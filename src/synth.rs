//! Additive stereo synthesis of an [`AnalysisResult`].
//!
//! Every output sample is a pure function of its index, so the buffer is
//! rendered over parallel chunks without affecting the result.

use crate::analysis::AnalysisResult;
use crate::classifier::ImageType;
use crate::error::SynthesisError;
use rayon::prelude::*;
use std::f64::consts::PI;

const TOTAL_AMPLITUDE: f64 = 0.08;
const PAN: f64 = 0.3;
/// Rhythm steps per second.
const RHYTHM_RATE: f64 = 2.0;
const RENDER_CHUNK: usize = 4096;

/// Sample rate, duration and output gain.
#[derive(Debug, Clone, Copy, PartialEq)]
pub struct SynthesisParams {
    pub sample_rate: u32,
    pub duration_secs: u32,
    pub headroom: f32,
}

impl Default for SynthesisParams {
    fn default() -> Self {
        Self {
            sample_rate: 44_100,
            duration_secs: 30,
            headroom: 0.4,
        }
    }
}

impl SynthesisParams {
    pub fn validate(&self) -> Result<(), SynthesisError> {
        if !(8000..=192_000).contains(&self.sample_rate) {
            return Err(SynthesisError::InvalidSampleRate {
                rate: self.sample_rate,
            });
        }
        if !(1..=600).contains(&self.duration_secs) {
            return Err(SynthesisError::InvalidDuration {
                secs: self.duration_secs,
            });
        }
        if !(self.headroom > 0.0 && self.headroom <= 1.0) {
            return Err(SynthesisError::InvalidHeadroom {
                headroom: self.headroom,
            });
        }
        Ok(())
    }

    /// Samples per channel.
    pub fn sample_count(&self) -> usize {
        self.sample_rate as usize * self.duration_secs as usize
    }
}

/// Two-channel float PCM, samples in [-1, 1].
#[derive(Debug, Clone, PartialEq)]
pub struct AudioBuffer {
    pub sample_rate: u32,
    pub left: Vec<f32>,
    pub right: Vec<f32>,
}

impl AudioBuffer {
    pub const CHANNELS: u16 = 2;

    /// Samples per channel.
    pub fn len(&self) -> usize {
        self.left.len()
    }

    pub fn is_empty(&self) -> bool {
        self.left.is_empty()
    }

    pub fn duration_secs(&self) -> f64 {
        self.len() as f64 / self.sample_rate as f64
    }

    /// Largest absolute sample across both channels.
    pub fn peak(&self) -> f32 {
        self.left
            .iter()
            .chain(&self.right)
            .fold(0.0f32, |max, &s| max.max(s.abs()))
    }
}

/// Render `analysis` into a stereo buffer of exactly
/// `sample_rate * duration_secs` samples per channel.
///
/// # Errors
///
/// Returns a [`SynthesisError`] if `params` are out of range.
pub fn render(analysis: &AnalysisResult, params: &SynthesisParams) -> Result<AudioBuffer, SynthesisError> {
    params.validate()?;

    let voice = Voice::new(analysis, params);
    let n = params.sample_count();
    let mut left = vec![0.0f32; n];
    let mut right = vec![0.0f32; n];

    left.par_chunks_mut(RENDER_CHUNK)
        .zip(right.par_chunks_mut(RENDER_CHUNK))
        .enumerate()
        .for_each(|(chunk, (l, r))| {
            let start = chunk * RENDER_CHUNK;
            for (offset, (ls, rs)) in l.iter_mut().zip(r.iter_mut()).enumerate() {
                let (a, b) = voice.sample(start + offset);
                *ls = a;
                *rs = b;
            }
        });

    tracing::info!(
        samples = n,
        sample_rate = params.sample_rate,
        frequencies = analysis.dominant_frequencies.len(),
        harmonics = analysis.harmonic_structure.len(),
        "Synthesis complete"
    );

    Ok(AudioBuffer {
        sample_rate: params.sample_rate,
        left,
        right,
    })
}

/// Precomputed, read-only rendering state.
struct Voice<'a> {
    frequencies: &'a [f32],
    harmonics: &'a [u32],
    rhythm: &'a [f32],
    image_type: ImageType,
    amplitude: f64,
    sample_rate: f64,
    duration: f64,
    /// brightness · (1 + contrast/2) · headroom
    gain: f64,
}

impl<'a> Voice<'a> {
    fn new(analysis: &'a AnalysisResult, params: &SynthesisParams) -> Self {
        let count = analysis.dominant_frequencies.len().max(1);
        Self {
            frequencies: &analysis.dominant_frequencies,
            harmonics: &analysis.harmonic_structure,
            rhythm: &analysis.rhythm_pattern,
            image_type: analysis.image_type,
            amplitude: TOTAL_AMPLITUDE / count as f64,
            sample_rate: params.sample_rate as f64,
            duration: params.duration_secs as f64,
            gain: analysis.brightness as f64
                * (1.0 + 0.5 * analysis.contrast as f64)
                * params.headroom as f64,
        }
    }

    fn rhythm_multiplier(&self, t: f64) -> f64 {
        if self.rhythm.is_empty() {
            return 1.0;
        }
        let len = self.rhythm.len();
        let idx = ((t * RHYTHM_RATE) % len as f64).floor() as usize;
        self.rhythm[idx.min(len - 1)] as f64
    }

    fn sample(&self, i: usize) -> (f32, f32) {
        let t = i as f64 / self.sample_rate;
        let rhythm = self.rhythm_multiplier(t);

        let mut left = 0.0f64;
        let mut right = 0.0f64;
        for (k, &f) in self.frequencies.iter().enumerate() {
            let f = f as f64;
            let pan = if k % 2 == 0 { -PAN } else { PAN };

            let mut wave = (2.0 * PI * f * t).sin();
            for &h in self.harmonics {
                let h = h as f64;
                wave += (2.0 * PI * f * h * t).sin() * (self.amplitude / (2.0 * h));
            }

            match self.image_type {
                ImageType::Solar if k < 2 => wave *= 1.0 + 0.3 * (0.5 * t).sin(),
                ImageType::Planetary if k < 3 => wave *= 1.0 + 0.2 * (0.2 * t + k as f64).sin(),
                _ => {}
            }
            wave *= rhythm;

            left += wave * self.amplitude * (1.0 + pan);
            right += wave * self.amplitude * (1.0 - pan);
        }

        let envelope = (PI * t / self.duration).sin() * self.gain;
        (
            (left * envelope).clamp(-1.0, 1.0) as f32,
            (right * envelope).clamp(-1.0, 1.0) as f32,
        )
    }
}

* _TASK INSTRUCTIONS_: Count how many lines in the material above hold the word "envelope", then write the number and nothing more.

* _THE COMPLETED TASK_: 3